V_t = V_xx + V(V - a)(1 - V) - W + I
W_t = eps(beta*V - W)
Using the really basic code for eps = 0.05, a = 0.2, beta = 5, I = .1
I can numerically solve the system(with out the V_xx
), but I can't seem to figure out how to implement the spacial diffusion.
def func_v(v, w):
return v * (1 - v) * (v - .2) - w + .1
def func_w(v, w):
return .05 * (5 * v - w)
def get_yn(t0, v, w, h, t):
while t0 < t:
w += h * func_w(v, w)
v += h * func_v(v, w)
t0 += h
return v, w
I know the centered difference formula for second order derivatives is
V_xx(x_i, t) = (V(x_i+1, t) - 2*V(x_i, t) + V(x_i-1, t)) / dx^2
but how would I implement the different values for x_i
(let's say from x=0
to 10
) in order to get the wave to propagate along the x-axis?
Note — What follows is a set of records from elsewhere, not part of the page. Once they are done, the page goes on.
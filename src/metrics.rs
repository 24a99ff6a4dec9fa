//! Metrics and tracing instrumentation.
//!
//! With the `metrics` feature, [`METRICS`] registers OpenTelemetry instruments
//! exported through Prometheus. With the `tracing` feature,
//! [`tracing_helpers`] creates the spans entered around statements,
//! transactions and units of work.

#[cfg(feature = "metrics")]
pub use self::otel::{BerthMetrics, METRICS};

#[cfg(feature = "metrics")]
mod otel {
    use once_cell::sync::Lazy;
    use opentelemetry::{
        global,
        metrics::{Counter, Histogram},
        KeyValue,
    };
    use opentelemetry_prometheus::PrometheusExporter;
    use std::time::Duration;

    pub static METRICS: Lazy<BerthMetrics> = Lazy::new(BerthMetrics::init);

    pub struct BerthMetrics {
        pub exporter: Option<PrometheusExporter>,
        pub queries_total: Counter<u64>,
        pub query_errors_total: Counter<u64>,
        pub query_duration: Histogram<f64>,
        pub connection_wait_duration: Histogram<f64>,
        pub unit_of_work_retries: Counter<u64>,
        pub units_of_work: Counter<u64>,
    }

    impl BerthMetrics {
        pub fn init() -> Self {
            let exporter = match opentelemetry_prometheus::exporter().build() {
                Ok(exporter) => Some(exporter),
                Err(e) => {
                    log::warn!("prometheus exporter unavailable: {e}");
                    None
                }
            };
            let meter = global::meter("berth");

            let queries_total = meter
                .u64_counter("berth_queries_total")
                .with_description("Total statements executed")
                .build();

            let query_errors_total = meter
                .u64_counter("berth_query_errors_total")
                .with_description("Statements that returned an error")
                .build();

            let query_duration = meter
                .f64_histogram("berth_query_duration_seconds")
                .with_description("Duration of statements")
                .build();

            let connection_wait_duration = meter
                .f64_histogram("berth_connection_wait_seconds")
                .with_description("Time spent establishing connections")
                .build();

            let unit_of_work_retries = meter
                .u64_counter("berth_unit_of_work_retries_total")
                .with_description("Units of work retried after a serialization conflict")
                .build();

            let units_of_work = meter
                .u64_counter("berth_unit_of_work_total")
                .with_description("Finished units of work by outcome")
                .build();

            Self {
                exporter,
                queries_total,
                query_errors_total,
                query_duration,
                connection_wait_duration,
                unit_of_work_retries,
                units_of_work,
            }
        }

        pub fn record_query(&self, elapsed: Duration) {
            self.queries_total.add(1, &[]);
            self.query_duration.record(elapsed.as_secs_f64(), &[]);
        }

        pub fn record_query_error(&self) {
            self.query_errors_total.add(1, &[]);
        }

        pub fn record_connection_wait(&self, elapsed: Duration) {
            self.connection_wait_duration
                .record(elapsed.as_secs_f64(), &[]);
        }

        pub fn record_retry(&self) {
            self.unit_of_work_retries.add(1, &[]);
        }

        /// `outcome` is one of `committed`, `rolled_back`, `simulated`.
        pub fn record_unit_of_work(&self, outcome: &'static str) {
            self.units_of_work
                .add(1, &[KeyValue::new("outcome", outcome)]);
        }
    }
}

/// Span constructors for the `tracing` feature.
#[cfg(feature = "tracing")]
pub mod tracing_helpers {
    use tracing::{debug_span, info_span, Span};

    pub fn execute_query_span(sql: &str) -> Span {
        debug_span!("berth.query", sql = %sql)
    }

    pub fn begin_transaction_span() -> Span {
        debug_span!("berth.transaction.begin")
    }

    pub fn commit_transaction_span() -> Span {
        debug_span!("berth.transaction.commit")
    }

    pub fn rollback_transaction_span() -> Span {
        debug_span!("berth.transaction.rollback")
    }

    pub fn acquire_connection_span() -> Span {
        debug_span!("berth.connection.acquire")
    }

    pub fn unit_of_work_span(uid: i64, attempt: u32, simulate: bool) -> Span {
        info_span!("berth.unit_of_work", uid, attempt, simulate)
    }
}
//! Request-scoped record cache.

use crate::query::FieldMap;
use crate::value::Value;
use std::collections::HashMap;

/// Field values of records loaded by one environment, keyed by model and id.
///
/// Entries are written by reads and dropped by writes; there is no eviction.
#[derive(Debug, Default, Clone)]
pub struct Cache {
    records: HashMap<(String, i64), FieldMap>,
}

impl Cache {
    pub fn new() -> Self {
        Self::default()
    }

    pub fn len(&self) -> usize {
        self.records.len()
    }

    pub fn is_empty(&self) -> bool {
        self.records.is_empty()
    }

    pub fn contains(&self, model: &str, id: i64) -> bool {
        self.records.contains_key(&(model.to_string(), id))
    }

    pub fn record(&self, model: &str, id: i64) -> Option<&FieldMap> {
        self.records.get(&(model.to_string(), id))
    }

    pub fn get(&self, model: &str, id: i64, field: &str) -> Option<&Value> {
        self.record(model, id).and_then(|values| values.get(field))
    }

    /// Merge `values` into the cached record.
    pub fn update(&mut self, model: &str, id: i64, values: FieldMap) {
        self.records
            .entry((model.to_string(), id))
            .or_default()
            .extend(values);
    }

    pub fn invalidate(&mut self, model: &str, ids: &[i64]) {
        for &id in ids {
            self.records.remove(&(model.to_string(), id));
        }
    }

    pub fn invalidate_model(&mut self, model: &str) {
        self.records.retain(|(m, _), _| m != model);
    }

    pub fn clear(&mut self) {
        self.records.clear();
    }
}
The results should give a wave that propagates something like this.
Upvotes: 1
Views: 1648
Reputation: 26040
An ODE solver (any computer program really) only can treat problems that have a finite dimensional state. The state in this PDE is a pair of functions v,w
of x
. These can not, in the necessary generality, be represented in a computer. Thus you need to work with finite approximations. A first one that is deemed sufficient in many contexts is the simple function table. Then the x
derivatives are computed using finite difference formulas.
x = np.linspace(0,L,N+1);
dx = x[1]-x[0];
v0,w0 = initial_functions(x);
def func_v(v, w):
d2v = -2*v;
d2v[0] += v[-1]+v[1];
d2v[1:-1] += v[:-2] + v[2:]
d2v[-1] += v[-2]+v[0];
return d2v/dx**2 + v * (1 - v) * (v - .2) - w + .1
etc.
For a proof-of-concept the Euler method may be sufficient, but the values obtained will be questionable. Use a higher order method to get usable results without employing ridiculously small time steps.
Upvotes: 1